Hacker News new | ask | show | jobs
by 1vuio0pswjnm7 2101 days ago
Not every domain registry's zone files are available through CZDS, unfortunately.

Not every domain listed in a zone file represents a "website".

Choosing a random domain from a zone file and prefixing it with "http://" and having PHP send a GET request certainly does not have a 100% chance of returning a web page.

(Might be interesting to calculate the probability.)

Seems like the author is not even filtering out A records corresponding to the NS entries in the zone files, e.g., something like a.ns.domain.tld

Sending a GET request to such subdomains is obviously not going return a web page.

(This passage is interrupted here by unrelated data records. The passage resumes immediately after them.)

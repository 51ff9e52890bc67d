//! Serde helpers for instants that may be "zero".
//!
//! A zero instant is modelled as `None` and written as [`ZERO`], so snapshots
//! stay readable by tools that expect a timestamp in every slot.

use std::fmt::Display;

use chrono::{DateTime, FixedOffset, SecondsFormat, TimeZone, Utc};
use serde::{Deserialize, Deserializer, Serializer};

pub const ZERO: &str = "0001-01-01T00:00:00Z";

pub fn format<Tz: TimeZone>(value: &Option<DateTime<Tz>>) -> String
where
    Tz::Offset: Display,
{
    match value {
        Some(dt) => dt.to_rfc3339_opts(SecondsFormat::AutoSi, true),
        None => ZERO.to_string(),
    }
}

pub fn parse(s: &str) -> Result<Option<DateTime<FixedOffset>>, chrono::ParseError> {
    let s = s.trim();
    if s.is_empty() || s == ZERO {
        return Ok(None);
    }
    DateTime::parse_from_rfc3339(s).map(Some)
}

pub fn serialize<S, Tz>(value: &Option<DateTime<Tz>>, serializer: S) -> Result<S::Ok, S::Error>
where
    S: Serializer,
    Tz: TimeZone,
    Tz::Offset: Display,
{
    serializer.serialize_str(&format(value))
}

/// Writes the instant converted to UTC.
pub fn serialize_utc<S, Tz>(value: &Option<DateTime<Tz>>, serializer: S) -> Result<S::Ok, S::Error>
where
    S: Serializer,
    Tz: TimeZone,
{
    serializer.serialize_str(&format(&value.as_ref().map(|dt| dt.with_timezone(&Utc))))
}

pub fn deserialize<'de, D>(deserializer: D) -> Result<Option<DateTime<Utc>>, D::Error>
where
    D: Deserializer<'de>,
{
    Ok(deserialize_fixed(deserializer)?.map(|dt| dt.with_timezone(&Utc)))
}

pub fn deserialize_fixed<'de, D>(deserializer: D) -> Result<Option<DateTime<FixedOffset>>, D::Error>
where
    D: Deserializer<'de>,
{
    let s = Option::<String>::deserialize(deserializer)?.unwrap_or_default();
    parse(&s).map_err(serde::de::Error::custom)
}

#[cfg(test)]
mod tests {
    use super::*;

    #[test]
    fn test_zero_formats_as_epoch_string() {
        assert_eq!(format::<Utc>(&None), ZERO);
        assert_eq!(parse(ZERO).unwrap(), None);
        assert_eq!(parse("").unwrap(), None);
    }

    #[test]
    fn test_offset_is_preserved() {
        let parsed = parse("2024-03-01T10:00:00+02:00").unwrap().unwrap();
        assert_eq!(parsed.offset().local_minus_utc(), 2 * 3600);
        assert_eq!(format(&Some(parsed)), "2024-03-01T10:00:00+02:00");
    }

    #[test]
    fn test_utc_uses_z_suffix() {
        let dt = Utc.with_ymd_and_hms(2024, 1, 2, 3, 4, 5).unwrap();
        assert_eq!(format(&Some(dt)), "2024-01-02T03:04:05Z");
    }
}
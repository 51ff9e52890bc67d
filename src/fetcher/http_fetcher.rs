use std::time::Duration;

use async_trait::async_trait;
use reqwest::Client;

use crate::app::Result;
use crate::fetcher::Fetcher;

pub const USER_AGENT: &str = concat!("nanorss/", env!("CARGO_PKG_VERSION"));

pub struct HttpFetcher {
    client: Client,
}

impl HttpFetcher {
    pub fn new() -> Result<Self> {
        Self::with_timeout(Duration::from_secs(30))
    }

    pub fn with_timeout(timeout: Duration) -> Result<Self> {
        let client = Client::builder()
            .timeout(timeout)
            .gzip(true)
            .brotli(true)
            .user_agent(USER_AGENT)
            .build()?;

        Ok(Self { client })
    }
}

#[async_trait]
impl Fetcher for HttpFetcher {
    async fn fetch(&self, url: &str) -> Result<Vec<u8>> {
        let response = self.client.get(url).send().await?;
        response.error_for_status_ref()?;

        let body = response.bytes().await?.to_vec();
        tracing::debug!("Fetched {} ({} bytes)", url, body.len());
        Ok(body)
    }
}
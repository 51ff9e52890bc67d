//! Background refresh loop.
//!
//! Every tick refreshes all subscriptions and then runs a GC pass. The loop
//! ends when [`Worker::stop`] is called on the same instance.

use std::sync::Arc;
use std::time::Duration;

use tokio::sync::Notify;
use tokio::time::{interval, MissedTickBehavior};

use crate::app::AppContext;

pub struct Worker {
    ctx: Arc<AppContext>,
    interval: Duration,
    shutdown: Notify,
}

impl Worker {
    pub fn new(ctx: Arc<AppContext>) -> Self {
        let interval = ctx.config.refresh_interval();
        Self::with_interval(ctx, interval)
    }

    pub fn with_interval(ctx: Arc<AppContext>, interval: Duration) -> Self {
        Self {
            ctx,
            interval,
            shutdown: Notify::new(),
        }
    }

    /// Runs until stopped. The first pass starts immediately.
    pub async fn run(&self) {
        tracing::info!("Worker started (interval {:?})", self.interval);

        let mut timer = interval(self.interval);
        timer.set_missed_tick_behavior(MissedTickBehavior::Delay);

        loop {
            tokio::select! {
                _ = timer.tick() => self.run_once().await,
                _ = self.shutdown.notified() => break,
            }
        }

        tracing::info!("Worker stopped");
    }

    /// One refresh pass followed by one GC pass.
    pub async fn run_once(&self) {
        match self
            .ctx
            .parallel_fetcher
            .refresh(self.ctx.store_handle())
            .await
        {
            Ok(report) => tracing::debug!("Refresh finished: {:?}", report),
            Err(e) => tracing::error!("Refresh failed: {}", e),
        }

        match self.ctx.store.gc() {
            Ok(report) => tracing::debug!("GC finished: {:?}", report),
            Err(e) => tracing::error!("GC failed: {}", e),
        }
    }

    /// Makes a running (or the next) [`Worker::run`] return.
    pub fn stop(&self) {
        self.shutdown.notify_one();
    }
}
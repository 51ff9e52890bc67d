pub mod feeditem;
pub mod fetch_status;
pub mod page;
pub mod timestamp;
pub mod user;

pub use feeditem::{Feeditem, FeeditemKey};
pub use fetch_status::FetchStatus;
pub use page::{PagemonitorPage, UserPagemonitor};
pub use user::{User, UserFeed};
pub mod commands;

use std::path::PathBuf;

use clap::{Parser, Subcommand};

#[derive(Parser)]
#[command(name = "nanorss")]
#[command(about = "A small self-hosted RSS and page monitor", long_about = None)]
pub struct Cli {
    /// Optional TOML configuration file
    #[arg(short, long, global = true)]
    pub config: Option<PathBuf>,

    #[command(subcommand)]
    pub command: Option<Commands>,
}

#[derive(Subcommand, Debug, PartialEq, Eq)]
pub enum Commands {
    /// Run the HTTP server and the background refresh worker (default)
    Serve,
    /// Fetch every subscription once
    Refresh,
    /// Remove expired items and stale statuses once
    Gc,
    /// Write a JSON snapshot of the database
    Backup {
        /// Output file (default: stdout)
        #[arg(short, long)]
        output: Option<PathBuf>,
    },
    /// Load a JSON snapshot into the database
    Restore {
        /// Snapshot file written by `backup`
        file: PathBuf,
    },
    /// Create a user if missing and set its password
    SetPassword { username: String, password: String },
}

As for clicking the button over 200 million times (assuming the total domains listed in the zone files is 200 million), that might violate the ICANN Zone File Access Agreement. Unless the terms have changed, one of the restrictions used to be against redestributing the data. This project would not be redistribution of the IP address data but if the user logs the names there's an argument it could be redistribution of the name data.

To "click the button" once from the command line

   curl -s https://theinternetportal.net/php/button.php
   echo
1 comments

It's true that this doesn't list all the websites that are registered, nor do all the domains lead to a working website. However, I think that most of the invalid websites are not caused by NS entries. As for the Zone File Access Agreement, it prohibits uses that allow the access of a significant portion of the data. An immense amount of time would have to be spent scraping data to get any portion that could be considered significant.
Also, there are alternative, publicly accessible ways to get most of this public zone file data now, so I am not sure that restriction in the access agreement is anything more than an historical artifact at this point.

You could use publicly available scan data for ports 80 and 443 to pare down the list of "websites".

The goal of exposing the non-popular web is worthwhile.

You could port scan the entire IPV4 address space(minus all reserved addresses), send a GET request to everyone that responds, filter for valid HTML. It would take no more than 5 hours on a shitty PC, a lot less if you get a small aws instance.
Most non-major sites are on shared hosting. Without a host name, you won't get anything useful unfortunately.
Most major site are on shared hosting. (Sadly)
Thanks, I appreciate the feedback!